WHAT THE TASK ASKS:
The response must consist of the lines below from the one with "Ok(change_set)" through the one with "in the graph.", exactly as they appear and with both ends kept.

★ ★ ★ ★ ★

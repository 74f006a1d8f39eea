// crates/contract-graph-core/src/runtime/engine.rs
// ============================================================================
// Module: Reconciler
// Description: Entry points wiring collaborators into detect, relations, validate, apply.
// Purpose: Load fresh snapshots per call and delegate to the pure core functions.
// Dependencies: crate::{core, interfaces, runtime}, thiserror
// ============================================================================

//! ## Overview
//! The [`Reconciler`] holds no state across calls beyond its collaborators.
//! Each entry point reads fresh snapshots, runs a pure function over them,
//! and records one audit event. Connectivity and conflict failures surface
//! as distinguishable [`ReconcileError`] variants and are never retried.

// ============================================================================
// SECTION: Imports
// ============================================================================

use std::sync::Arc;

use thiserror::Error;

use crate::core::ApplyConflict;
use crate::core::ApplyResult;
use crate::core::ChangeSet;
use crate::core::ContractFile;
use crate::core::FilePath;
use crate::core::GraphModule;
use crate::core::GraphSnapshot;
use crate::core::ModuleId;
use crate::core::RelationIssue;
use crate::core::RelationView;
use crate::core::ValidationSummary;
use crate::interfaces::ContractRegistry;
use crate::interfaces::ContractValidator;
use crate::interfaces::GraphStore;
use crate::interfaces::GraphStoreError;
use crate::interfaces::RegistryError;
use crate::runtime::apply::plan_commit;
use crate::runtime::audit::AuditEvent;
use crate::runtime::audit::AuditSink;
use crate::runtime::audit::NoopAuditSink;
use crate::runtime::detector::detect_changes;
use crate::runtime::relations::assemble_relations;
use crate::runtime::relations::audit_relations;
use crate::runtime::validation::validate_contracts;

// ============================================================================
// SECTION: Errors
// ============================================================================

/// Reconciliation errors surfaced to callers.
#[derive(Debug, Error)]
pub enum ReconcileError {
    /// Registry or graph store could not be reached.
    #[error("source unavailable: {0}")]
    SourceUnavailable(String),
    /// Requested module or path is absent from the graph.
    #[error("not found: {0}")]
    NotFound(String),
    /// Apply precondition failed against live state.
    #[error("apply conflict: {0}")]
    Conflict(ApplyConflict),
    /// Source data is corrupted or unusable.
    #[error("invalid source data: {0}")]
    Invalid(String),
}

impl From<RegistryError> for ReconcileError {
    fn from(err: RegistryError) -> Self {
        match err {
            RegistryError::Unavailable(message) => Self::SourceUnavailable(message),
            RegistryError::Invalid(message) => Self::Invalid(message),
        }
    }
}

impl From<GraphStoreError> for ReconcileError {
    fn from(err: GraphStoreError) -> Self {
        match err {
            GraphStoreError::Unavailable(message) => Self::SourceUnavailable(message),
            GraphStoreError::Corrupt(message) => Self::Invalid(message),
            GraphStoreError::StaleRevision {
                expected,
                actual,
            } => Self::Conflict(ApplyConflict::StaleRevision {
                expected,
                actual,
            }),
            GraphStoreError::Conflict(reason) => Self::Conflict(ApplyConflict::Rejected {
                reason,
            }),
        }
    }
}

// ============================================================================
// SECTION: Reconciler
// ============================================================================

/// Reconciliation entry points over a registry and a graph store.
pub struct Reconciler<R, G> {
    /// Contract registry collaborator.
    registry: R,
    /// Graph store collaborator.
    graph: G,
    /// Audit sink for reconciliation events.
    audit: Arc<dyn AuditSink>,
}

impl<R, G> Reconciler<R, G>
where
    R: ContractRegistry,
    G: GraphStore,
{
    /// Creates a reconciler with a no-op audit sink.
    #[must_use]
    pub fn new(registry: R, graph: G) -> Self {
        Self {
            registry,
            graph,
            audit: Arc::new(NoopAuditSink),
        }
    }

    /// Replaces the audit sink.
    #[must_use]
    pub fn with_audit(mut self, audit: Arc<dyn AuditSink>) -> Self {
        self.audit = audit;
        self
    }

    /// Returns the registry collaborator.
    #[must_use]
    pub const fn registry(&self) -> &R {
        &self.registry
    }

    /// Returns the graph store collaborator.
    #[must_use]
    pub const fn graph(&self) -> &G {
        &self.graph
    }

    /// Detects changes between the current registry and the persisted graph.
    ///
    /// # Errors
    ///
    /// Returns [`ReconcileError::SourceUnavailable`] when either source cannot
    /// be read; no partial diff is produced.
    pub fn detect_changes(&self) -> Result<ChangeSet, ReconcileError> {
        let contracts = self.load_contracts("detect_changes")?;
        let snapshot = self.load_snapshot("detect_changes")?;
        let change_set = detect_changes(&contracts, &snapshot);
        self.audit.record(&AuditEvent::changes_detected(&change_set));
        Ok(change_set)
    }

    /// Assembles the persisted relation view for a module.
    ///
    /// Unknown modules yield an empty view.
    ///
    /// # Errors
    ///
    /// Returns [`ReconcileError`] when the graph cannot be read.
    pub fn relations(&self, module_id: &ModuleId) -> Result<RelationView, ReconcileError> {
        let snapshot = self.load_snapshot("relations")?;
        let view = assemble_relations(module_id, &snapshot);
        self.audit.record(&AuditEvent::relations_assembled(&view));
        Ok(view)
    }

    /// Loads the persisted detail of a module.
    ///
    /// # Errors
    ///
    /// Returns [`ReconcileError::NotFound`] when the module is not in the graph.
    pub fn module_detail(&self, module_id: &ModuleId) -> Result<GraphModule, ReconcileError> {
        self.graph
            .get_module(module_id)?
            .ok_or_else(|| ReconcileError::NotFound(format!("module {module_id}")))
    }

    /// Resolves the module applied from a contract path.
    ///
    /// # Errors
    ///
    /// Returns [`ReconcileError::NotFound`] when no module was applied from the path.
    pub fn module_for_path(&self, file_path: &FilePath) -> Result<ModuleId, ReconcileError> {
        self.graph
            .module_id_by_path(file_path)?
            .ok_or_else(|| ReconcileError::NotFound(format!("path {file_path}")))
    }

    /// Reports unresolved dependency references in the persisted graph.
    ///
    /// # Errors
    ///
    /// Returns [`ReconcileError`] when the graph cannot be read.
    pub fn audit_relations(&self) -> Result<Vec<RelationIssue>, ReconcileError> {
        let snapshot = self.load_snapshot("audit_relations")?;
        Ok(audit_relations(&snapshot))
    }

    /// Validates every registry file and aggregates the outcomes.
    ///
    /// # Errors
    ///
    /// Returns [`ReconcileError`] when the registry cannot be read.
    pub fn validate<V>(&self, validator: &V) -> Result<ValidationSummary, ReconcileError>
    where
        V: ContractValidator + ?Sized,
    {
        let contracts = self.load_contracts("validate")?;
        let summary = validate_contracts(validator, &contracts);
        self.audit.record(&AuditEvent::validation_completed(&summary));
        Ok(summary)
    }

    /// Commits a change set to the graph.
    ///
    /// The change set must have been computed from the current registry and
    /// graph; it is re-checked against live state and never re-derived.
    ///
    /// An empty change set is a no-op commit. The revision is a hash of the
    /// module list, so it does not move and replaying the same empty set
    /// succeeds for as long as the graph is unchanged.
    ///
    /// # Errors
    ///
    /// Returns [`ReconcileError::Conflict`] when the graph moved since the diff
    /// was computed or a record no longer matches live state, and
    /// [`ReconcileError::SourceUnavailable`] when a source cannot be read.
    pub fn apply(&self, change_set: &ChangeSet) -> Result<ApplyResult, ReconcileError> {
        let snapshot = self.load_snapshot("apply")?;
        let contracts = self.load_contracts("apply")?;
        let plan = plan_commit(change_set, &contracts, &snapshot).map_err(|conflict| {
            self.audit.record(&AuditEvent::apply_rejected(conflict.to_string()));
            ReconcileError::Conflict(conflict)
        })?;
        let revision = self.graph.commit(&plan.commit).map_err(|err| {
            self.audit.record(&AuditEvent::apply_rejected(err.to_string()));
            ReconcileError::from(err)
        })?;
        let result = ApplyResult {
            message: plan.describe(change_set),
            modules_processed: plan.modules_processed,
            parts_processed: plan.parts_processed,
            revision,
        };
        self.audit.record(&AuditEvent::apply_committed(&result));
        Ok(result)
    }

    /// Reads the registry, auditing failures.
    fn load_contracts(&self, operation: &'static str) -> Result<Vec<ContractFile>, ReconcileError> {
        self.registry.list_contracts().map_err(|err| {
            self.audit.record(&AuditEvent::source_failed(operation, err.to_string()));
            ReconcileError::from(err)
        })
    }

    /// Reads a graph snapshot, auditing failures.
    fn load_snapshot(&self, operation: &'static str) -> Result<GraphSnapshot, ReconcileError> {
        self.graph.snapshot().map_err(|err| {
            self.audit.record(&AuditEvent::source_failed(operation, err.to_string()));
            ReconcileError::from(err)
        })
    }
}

★ ★ ★ ★ ★

REPLY TO THE EXERCISE:
        Ok(change_set)
    }

    /// Assembles the persisted relation view for a module.
    ///
    /// Unknown modules yield an empty view.
    ///
    /// # Errors
    ///
    /// Returns [`ReconcileError`] when the graph cannot be read.
    pub fn relations(&self, module_id: &ModuleId) -> Result<RelationView, ReconcileError> {
        let snapshot = self.load_snapshot("relations")?;
        let view = assemble_relations(module_id, &snapshot);
        self.audit.record(&AuditEvent::relations_assembled(&view));
        Ok(view)
    }

    /// Loads the persisted detail of a module.
    ///
    /// # Errors
    ///
    /// Returns [`ReconcileError::NotFound`] when the module is not in the graph.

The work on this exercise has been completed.